Calculated with emissions in mind, van owners, predominantly utilising petrol and diesel, are set to be affected. Prior estimates by Go Compare indicated an additional £15.5 million in VED charges within half a year post-update, suggesting road users could face about £1,732 extra from April 2025.

Motoring expert Tom Banks has warned: "The increased VED rates will result in a big hit if you buy a brand-new van later this year, but there are things you can do to absorb the blow.

"The tax rates are based on CO2 emissions, so if you're able to, this is a good time to switch to a van using cleaner fuels in the cheaper tax bands."
Due to their emission levels, diesel vans often fall into the highest VED brackets, leaving their owners most exposed to tax hikes, reports the Express. Go Compare also says that in the first half of the 2025/26 financial period, owners may experience a stark rise averaging £1,807 per vehicle.
Research finds new petrol van purchases will generate an extra £1.2 million, amounting to £1,354 more on average for each petrol van.
However, those opting for a hybrid van under the incoming rules would need to shell out merely an additional £252 in tax for road use.
Hybrid van owners could save a staggering £1,500 annually compared to diesel van drivers, though they may face steeper initial costs.

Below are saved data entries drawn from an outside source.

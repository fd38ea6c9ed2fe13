//! salivatx: differential gene-expression analysis of saliva RNA-seq data
//!
//! Batch pipeline from per-sample transcript quantifications (salmon
//! `quant.sf` layout) to per-contrast significant-gene tables. Transcript
//! counts are aggregated to gene level through a transcript-to-gene map, one
//! negative-binomial GLM is fit per gene, and named contrasts between
//! experimental conditions are tested with Wald statistics under BH false
//! discovery control.
//!
//! # Example
//!
//! ```ignore
//! use salivatx::prelude::*;
//!
//! let sheet = SampleSheet::load("metadata.tsv")?.retain_tissue("Saliva")?;
//! let tx2gene = TranscriptGeneMap::load("tx2gene.tsv")?;
//! let quant = import_quantifications(&sheet, "quants/", &tx2gene)?;
//! let dataset = DgeDataSet::new(quant.counts, sheet, Some(quant.lengths))?;
//!
//! let model = fit(&dataset, &Design::new(["Timepoint"]))?;
//! let table = model.contrast(&ContrastSpec::new("Timepoint", "Final", "Initial"), 0.1)?;
//! table.export_significant_csv("final_vs_initial.csv", 0.1)?;
//! ```

pub mod annotation;
pub mod cli;
pub mod data;
pub mod dispersion;
pub mod error;
pub mod filter;
pub mod glm;
pub mod import;
pub mod model;
pub mod normalization;
pub mod results;
pub mod shrinkage;
pub mod stats;
pub mod testing;

/// Prelude module for convenient imports
pub mod prelude {
    pub use crate::annotation::TranscriptGeneMap;
    pub use crate::data::{DgeDataSet, GeneCountMatrix, SampleRecord, SampleSheet};
    pub use crate::dispersion::{estimate_dispersions, DispersionParams, Dispersions};
    pub use crate::error::{PipelineError, Result};
    pub use crate::filter::independent_filtering;
    pub use crate::glm::{design_matrix, DesignInfo, GlmParams};
    pub use crate::import::{import_quantifications, GeneQuantification};
    pub use crate::model::{fit, fit_with_options, ContrastSpec, Design, FitOptions, FittedModel};
    pub use crate::normalization::Normalization;
    pub use crate::results::{results_filename, ContrastRow, ContrastTable};
    pub use crate::shrinkage::shrink_lfc_normal;
    pub use crate::testing::benjamini_hochberg;
}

Meanwhile, opting for an electric van incurs only £10 more each year in road usage fees, presenting a significant advantage for those with the means to invest.
The team at Go Compare have suggested that purchasing second-hand hybrid or electric vans could be a smart option, offering lower prices along with the same tax perks.
Tom said: "If you can't buy a suitable hybrid or electric van, you could go for a 'nearly new' one instead. This lets you enjoy a vehicle that's pretty much as good as new without breaking the bank, and means you can dodge the increased tax."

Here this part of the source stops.